Há empresas que desistem?

Há. No apoio aos sócios gerentes, o formulário pede dados de caráter pessoal, a conta bancária, o agregado familiar. Há empresários e trabalhadores independentes que não estão disponíveis para estar a dar esse conjunto de informação que está a ser solicitado.

Quando se fala em simplificar, não se simplifica, complica.

Têm sido criadas muitas moratórias de créditos e, aliás, Portugal é o país na Europa em que percentualmente há mais créditos a usufruir desta medida. O sistema de moratórias não é uma bomba relógio com retardador?

É o adiar de uma situação, as moratórias são, como se costuma dizer, um empurrar para a frente. Não se paga agora, paga-se mais adiante e com juros.

É uma situação muito complicada. A questão das moratórias será mais um problema que as empresas vão ter daqui a uns meses. As moratórias não são uma solução.

Qual era a alternativa?

Temos sempre defendido, apresentámo-lo no dia 16 de março de 2020, que devia ter havido um apoio ao fundo de tesouraria que pudesse fazer face aos custos de contexto das empresas.

Essa era a grande medida para nós. Ao início não defendíamos que fosse a fundo perdido, mas com o evoluir da situação e com o agravamento da situação pandémica, passamos a pedir que fosse a fundo perdido.

Estava em Orçamento do Estado para 2021, estava previsto para o primeiro trimestre deste ano. Mas o Governo tarda em aplicar.

Como qualifica a relação e o comportamento dos bancos com as empresas?

O Governo nunca devia ter permitido que os bancos tivessem tido o papel que tiveram logo no início. Foi errada a forma como as linhas de crédito, que todos nós conhecemos, foram conduzidas, desde o início.

Quem mandava nas linhas de crédito não era o Governo, eram os bancos que ditavam regras e como as linhas de crédito eram regulamentadas.

"A questão das moratórias será mais um problema que as empresas vão ter daqui a uns meses"

Qual foi o impacto?

Os bancos usaram as linhas de crédito para resolver situações menos claras no sistema bancário nacional.

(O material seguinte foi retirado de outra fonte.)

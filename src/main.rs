use std::io::Write;

use anyhow::{Context, Result};

use notebook_toc::config::Config;
use notebook_toc::core::Severity;
use notebook_toc::rewriter::NotebookRewriter;

fn main() -> Result<()> {
    // Parse configuration from command line and config files
    let config = Config::from_args_and_env()?;

    env_logger::Builder::from_env(
        env_logger::Env::default().default_filter_or(config.log_level.as_str()),
    )
    .init();

    for path in &config.config_files {
        log::debug!("Applied config {}", path.display());
    }
    if config.has_project_config() {
        log::debug!("Using project config from the current directory");
    }

    let rewriter = NotebookRewriter::new(config.options.clone());
    let outcome = rewriter
        .rewrite_file(&config.input)
        .with_context(|| format!("Failed to rewrite {}", config.input.display()))?;

    for diagnostic in &outcome.report.diagnostics {
        if diagnostic.severity == Severity::Warning {
            match diagnostic.cell {
                Some(cell) => eprintln!("warning: cell {}: {}", cell, diagnostic.message),
                None => eprintln!("warning: {}", diagnostic.message),
            }
        }
    }

    if config.print {
        let text = outcome.notebook.to_json_pretty()?;
        std::io::stdout()
            .lock()
            .write_all(text.as_bytes())
            .context("writing to stdout")?;
    }

    if let Some(path) = &outcome.output_path {
        eprintln!("Saved as {}", path.display());
    }

    Ok(())
}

Numa reunião com secretário de estado da Economia, [foi apresentada] uma linha de mil milhões de euros, que era específica para as microempresas, foi-nos dito que era especificamente para estas empresas porque não tinham tido acesso às linhas de crédito que os bancos tinham. A banca começou a pedir aos empresários novos papéis e pediam balancetes do primeiro semestre de 2020.

Os bancos fizeram tudo o que quiseram e bem lhes apeteceu. Os tal mil milhões de euros que o Governo anunciou por quatro vezes, até nos fez dizer que não eram mil milhões, mas quatro mi milhões [de euros] (risos).

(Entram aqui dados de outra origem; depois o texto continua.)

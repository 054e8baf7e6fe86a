//! Heading line rewriting.
//!
//! A rewritten heading keeps its marker run, gap and closing sequence, and
//! gets an inline anchor target plus a color span around the title:
//!
//! ```text
//! ## <a class="anchor" id="setup"></a><span style="color: #1f77b4">Setup</span>
//! ```
//!
//! The parser strips this markup again when it sees it, so rewriting an
//! already rewritten line replaces the wrapper instead of nesting it.

use crate::anchor::AnchorGenerator;
use crate::palette::Palette;
use crate::parser::{self, HeadingLine, ParsedLine};

/// A heading found while rewriting a cell
#[derive(Debug, Clone, PartialEq)]
pub struct RewrittenHeading {
    pub level: u8,
    pub title: String,
    pub anchor: String,
    pub color: String,
}

/// Result of rewriting one markdown cell
#[derive(Debug, Clone, PartialEq)]
pub struct CellRewrite {
    pub source: String,
    pub headings: Vec<RewrittenHeading>,
}

impl CellRewrite {
    pub fn changed(&self, original: &str) -> bool {
        self.source != original
    }
}

/// Render a heading line with its anchor and color
pub fn rewrite_heading(heading: &HeadingLine, anchor: &str, color: &str) -> String {
    format!(
        r#"{}{}<a class="anchor" id="{}"></a><span style="color: {}">{}</span>{}"#,
        heading.marker,
        heading.gap,
        escape_attribute(anchor),
        escape_attribute(color),
        heading.title,
        heading.trailing
    )
}

/// Rewrite every heading line of a markdown cell source
///
/// Anchors come from the shared generator so suffixes stay unique across
/// the whole notebook. Everything that is not a heading is copied verbatim,
/// terminators included.
pub fn rewrite_markdown_source(
    source: &str,
    max_level: u8,
    anchors: &mut AnchorGenerator,
    palette: &Palette,
) -> CellRewrite {
    let mut out = String::with_capacity(source.len() + 64);
    let mut headings = Vec::new();

    for scanned in parser::scan_cell(source, max_level) {
        match &scanned.parsed {
            ParsedLine::Heading(heading) => {
                let anchor = anchors.next_anchor(&heading.title);
                let color = palette.color_for(heading.level).to_string();
                log::debug!(
                    "Heading level {} '{}' -> #{} ({}){}",
                    heading.level,
                    heading.title,
                    anchor,
                    color,
                    if heading.wrapped { ", replacing earlier markup" } else { "" }
                );

                out.push_str(&rewrite_heading(heading, &anchor, &color));
                headings.push(RewrittenHeading {
                    level: heading.level,
                    title: heading.title.clone(),
                    anchor,
                    color,
                });
            }
            ParsedLine::NotAHeading => out.push_str(scanned.line.text),
        }
        out.push_str(scanned.line.terminator);
    }

    CellRewrite {
        source: out,
        headings,
    }
}

/// Anchors and colors end up inside double-quoted attributes
fn escape_attribute(value: &str) -> String {
    value.replace('&', "&amp;").replace('"', "&quot;")
}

Mas o que aconteceu é que foi apenas uma percentagem ínfima de empresas que acabaram por se candidatar. Os bancos diziam que estavam aprovadas as linhas de crédito e depois as sociedades de garantia mútua diziam que não.

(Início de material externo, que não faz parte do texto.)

use crate::error::ActionError;
use crate::protocol::Verb;
use crate::response::AttachmentKind;
use async_trait::async_trait;

/// Text produced by an action, plus how to name it if it is too long to send inline.
#[derive(Debug, Clone, PartialEq, Eq)]
pub struct TextOutput {
    pub body: String,
    pub overflow_name: String,
    pub overflow_caption: String,
}

impl TextOutput {
    pub fn new(body: impl Into<String>) -> Self {
        Self {
            body: body.into(),
            overflow_name: "output.txt".into(),
            overflow_caption: "Output".into(),
        }
    }

    #[must_use]
    pub fn overflow_as(mut self, file_name: &str, caption: &str) -> Self {
        self.overflow_name = file_name.to_string();
        self.overflow_caption = caption.to_string();
        self
    }
}

/// Binary payload that always travels as an attachment.
#[derive(Debug, Clone, PartialEq, Eq)]
pub struct BinaryOutput {
    pub bytes: Vec<u8>,
    pub file_name: String,
    pub caption: String,
    pub kind: AttachmentKind,
}

impl BinaryOutput {
    pub fn photo(bytes: Vec<u8>, file_name: &str, caption: &str) -> Self {
        Self {
            bytes,
            file_name: file_name.to_string(),
            caption: caption.to_string(),
            kind: AttachmentKind::Photo,
        }
    }

    pub fn document(bytes: Vec<u8>, file_name: &str, caption: &str) -> Self {
        Self {
            bytes,
            file_name: file_name.to_string(),
            caption: caption.to_string(),
            kind: AttachmentKind::Document,
        }
    }
}

/// Outcome of exactly one action for one accepted command.
#[derive(Debug)]
pub enum ActionResult {
    Text(TextOutput),
    Binary(BinaryOutput),
    Failure(ActionError),
}

impl ActionResult {
    pub fn text(body: impl Into<String>) -> Self {
        Self::Text(TextOutput::new(body))
    }

    pub fn failure(err: impl Into<ActionError>) -> Self {
        Self::Failure(err.into())
    }

    pub fn is_failure(&self) -> bool {
        matches!(self, Self::Failure(_))
    }
}

/// One verb's executable behaviour.
///
/// Implementations validate their own argument and never panic on bad input;
/// every fault comes back as [`ActionResult::Failure`].
#[async_trait]
pub trait Action: Send + Sync {
    fn verb(&self) -> Verb;

    /// One-line summary shown in logs and diagnostics.
    fn description(&self) -> &str;

    async fn execute(&self, argument: Option<&str>) -> ActionResult;
}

Deu para tudo e mais alguma coisa, mas não para ajudar as empresas. As linhas de crédito e moratórias não servem para micro, pequenas e médias empresas.

Olhando agora para a frente. Como acha que devia decorrer a reabertura e em que moldes?

Quanto mais depressa pudermos reabrir melhor. Agora precisamos é de reabrir em segurança. Precisamos de reabrir de forma a que as coisas tenham verbas e apoios que nos permitam fazer face a essa reabertura.

"Os bancos usaram as linhas de crédito para resolver situações que existiam e não para resolver as situações das empresas"

Podemos anunciar o fim do confinamento, mas sem apoios as empresas não reabrem e fecham. Precisamos que os apoios cheguem a tempo e horas para as empresas poderem relançar a atividade.

Isto é um imperativo nacional, a atribuição às empresas dos meios que lhes são indispensáveis para resistirem a esta crise.